Sem fricção não há ignição. Ideias circulam à nossa volta como pólen ao vento. Muitas nunca encontram um cérebro-gineceu onde possam pousar, germinar e frutificar. Passamos por elas como borboletas de flor em flor, sem consciência de que poderíamos ser abelhas portadoras de vida, responsáveis por prolongar o sentido e não apenas por tocar superfícies.

Ficar “pelo menos a pensar” é já um gesto decisivo. A cabeça que raspa contra o mistério cumpre o primeiro acto essencial do conhecimento. O pensamento não precisa, nesse momento, de resolver tudo. Precisa apenas de estar acordado.

As Etapas do Entendimento

O processo do entendimento segue uma ordem quase orgânica:

Primeiro pensamos; aqui a mente questiona, hesita, procura.

Depois somos tocados; este é o momento em que o coração começa a reconhecer o sentido.

Por fim somos transformados; aqui chega o momento em que o corpo inteiro se orienta para a ação.

A compreensão plena não é apenas intelectual; é existencial. Quando a chama desce da cabeça ao coração, o conhecimento deixa de ser informação e torna-se orientação. Passa a aquecer, a mover, a comprometer.

Para que isso aconteça, é necessário um estado interior particular: abertura, acolhimento e vigilância serena. Uma atenção que observa sem se deixar enredar, que regista sem se perder, que permanece desperta ao novo, ao inesperado que chega para nos transformar.

Essa vigilância não é passividade, mas preparação activa. É uma atitude espiritual e psicológica profunda: a capacidade de esperar no escuro, de escutar sinais interiores, de não se deixar adormecer pela distração constante nem pelo ruído do mundo. Tornar-se sentinela de si mesmo é talvez uma das tarefas mais urgentes da consciência contemporânea e da consciência individual no momento em que o Zeitgeist quer fazer das pessoas meros egos, meras peças de uma máquina anónima.

Parábola do Conhecimento inspirada na Caverna de Platão: A Sala das Sombras

Conta-se que um grupo de pessoas nasceu e viveu toda a vida numa grande sala circular, iluminada apenas por uma fogueira no centro. À volta da fogueira passavam, invisíveis, objectos e figuras que projectavam sombras nas paredes. As pessoas aprenderam a nomear essas sombras, a discuti-las, a discordar sobre elas e até a lutar por saber qual sombra era a verdadeira.

Um dia, uma das pessoas começou a sentir desconforto. As sombras já não lhe bastavam. Algo lhe raspava a mente. Sem saber porquê, aproximou-se da fogueira e sentiu o calor directo pela primeira vez. Doeu. A luz cegou-a. Durante algum tempo pensou que tinha cometido um erro. Apesar disso persistiu.

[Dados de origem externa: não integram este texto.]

use thiserror::Error;

/// Callback protocol violations. All of them mean the input is not trusted.
#[derive(Debug, Error)]
pub enum CryptoError {
    #[error("Invalid EncodingAESKey: {0}")]
    InvalidKey(String),

    #[error("Signature mismatch")]
    SignatureMismatch,

    #[error("Decryption failed: {0}")]
    Decryption(String),

    /// The trailing receive id of the decrypted buffer is not our corp id.
    #[error("Corp ID mismatch")]
    CorpIdMismatch,

    #[error("Encryption failed: {0}")]
    Encryption(String),

    #[error("Malformed XML: {0}")]
    Xml(String),
}

impl CryptoError {
    /// Short error code string, sent back to the relay on failed verification.
    pub fn code(&self) -> &'static str {
        match self {
            CryptoError::InvalidKey(_) => "INVALID_KEY",
            CryptoError::SignatureMismatch => "SIGNATURE_MISMATCH",
            CryptoError::Decryption(_) => "DECRYPTION_FAILED",
            CryptoError::CorpIdMismatch => "CORP_ID_MISMATCH",
            CryptoError::Encryption(_) => "ENCRYPTION_FAILED",
            CryptoError::Xml(_) => "MALFORMED_XML",
        }
    }
}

Ao sair da sala, descobriu o mundo exterior. Percebeu então que as sombras eram apenas reflexos imperfeitos de algo maior. Quando voltou para contar aos outros, muitos não acreditaram. As sombras continuavam claras demais para serem postas em causa.

Aquele que saiu não trouxe certezas absolutas, trouxe consciência. E compreendeu que o conhecimento não nasce da comodidade da sombra, mas da coragem de raspar o fósforo, suportar a luz incerta e permitir que a chama transforme não apenas o pensamento, mas todo o ser.

António da Cunha Duarte Justo

Nota do Autor

O mundo não se transforma quando nos oferecem a luz, mas quando aceitamos o desconforto de a procurar.

As sombras não são o problema; o perigo está em nunca as questionar. Toda a verdade começa como inquietação, como um fósforo ainda por acender que pede apenas atenção e coragem.

Pensar, mesmo sem compreender tudo é já sair da caverna.
A faísca nasce na cabeça, arde no coração e só se torna verdadeira quando aquece o corpo inteiro e o move à ação.

Por isso, ninguém ilumina o caminho de outro por completo. Cada ser humano tem de raspar o seu próprio fósforo contra a caixa da realidade e aceitar que, no início, a luz fere antes de esclarecer. Mas é essa breve dor que nos salva da longa noite da ilusão. Processo igual dá-se no acto da mãe que dá à luz!